Upon parking outside stall No. 16, the first order of business for Gates in the brisk early morning air was to rummage through the bed of her pickup truck. There--among the hundreds of aluminum shoes and other essentials of her occupation--she fished out four felt pads and proceeded to glue them to the inside of four U-shaped shoes.

“The pads are the cushions,” she explained. “I have felt, leather, nylon and plastic. Everything depends on what the foot wants. I have 70 horses at this meeting, and I have to remember what each one prefers (based on trial and error).”

Inside the stable of trainer Howard Zucker, groom Howard Garland had already led Amarone onto the dirt walkway. The animal, being held in place by a leather shank, looked as if he felt he could have put his time to better use.

“This is something they just tolerate,” the groom said.
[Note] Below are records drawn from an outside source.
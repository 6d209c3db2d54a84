// Constants module for shared string constants

/// Documented default source for the primary (client/game) version manifest.
pub const DEFAULT_MANIFEST_URL: &str =
    "https://raw.githubusercontent.com/SprainedSpark89/MCPHackers.github.io/main/versionsV3/versions.json";

/// Default source for the secondary (mod build) version manifest.
pub const DEFAULT_MOD_MANIFEST_URL: &str =
    "https://raw.githubusercontent.com/SprainedSpark89/MCPHackers.github.io/main/versionsHmod/versions.json";

/// Local manifest cache that takes precedence over the network.
pub const VERSIONS_CACHE_FILE: &str = "versions.json";
pub const MOD_VERSIONS_DIR: &str = "mod_versions";

pub const JARS_DIR: &str = "jars";
pub const LIBRARIES_DIR: &str = "libraries";
pub const NATIVES_DIR: &str = "natives";
pub const CONF_DIR: &str = "conf";
pub const MOD_DIST_DIR: &str = "mod_dist";
pub const SOURCES_DIR: &str = "src";
pub const BACKUPS_DIR: &str = "backups";
pub const VERSION_DESCRIPTOR_FILE: &str = "version.json";
pub const MOD_DESCRIPTOR_FILE: &str = "mod.json";

pub const CONNECT_TIMEOUT_SECS: u64 = 30;
pub const DEFAULT_DOWNLOAD_JOBS: usize = 8;

/// Share of the download stage covered by byte progress; the rest is native extraction.
pub const DOWNLOAD_PERCENT_WINDOW: u64 = 97;
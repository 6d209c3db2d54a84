// Download module: transport, checksums, archives and the parallel orchestrator

pub mod extract;
pub mod hash;
pub mod http;
pub mod orchestrator;

pub use orchestrator::DownloadOrchestrator;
About once a month the average thoroughbred puts up with it, this changing of shoes. Not the latest in patent leather, no evening pumps, just the same old metal moccasin.

Staying on Schedule

“The whole point of shoeing is to shorten the toe, which grows about a quarter of an inch in a month, something like a toenail,” Gates said. “The aluminum shoes themselves (which are discarded) would last longer.” If too much toe remains, stress results, and it becomes difficult for the well-bred beast to make his step.

“I keep track of the shoeing schedule for the trainers on my calendar. Of course, a trainer might want to work a horse that day, and so I wait. Preferably, a racehorse should be shod the day before he runs. Many of the horses which the fans watch are wearing brand new shoes.”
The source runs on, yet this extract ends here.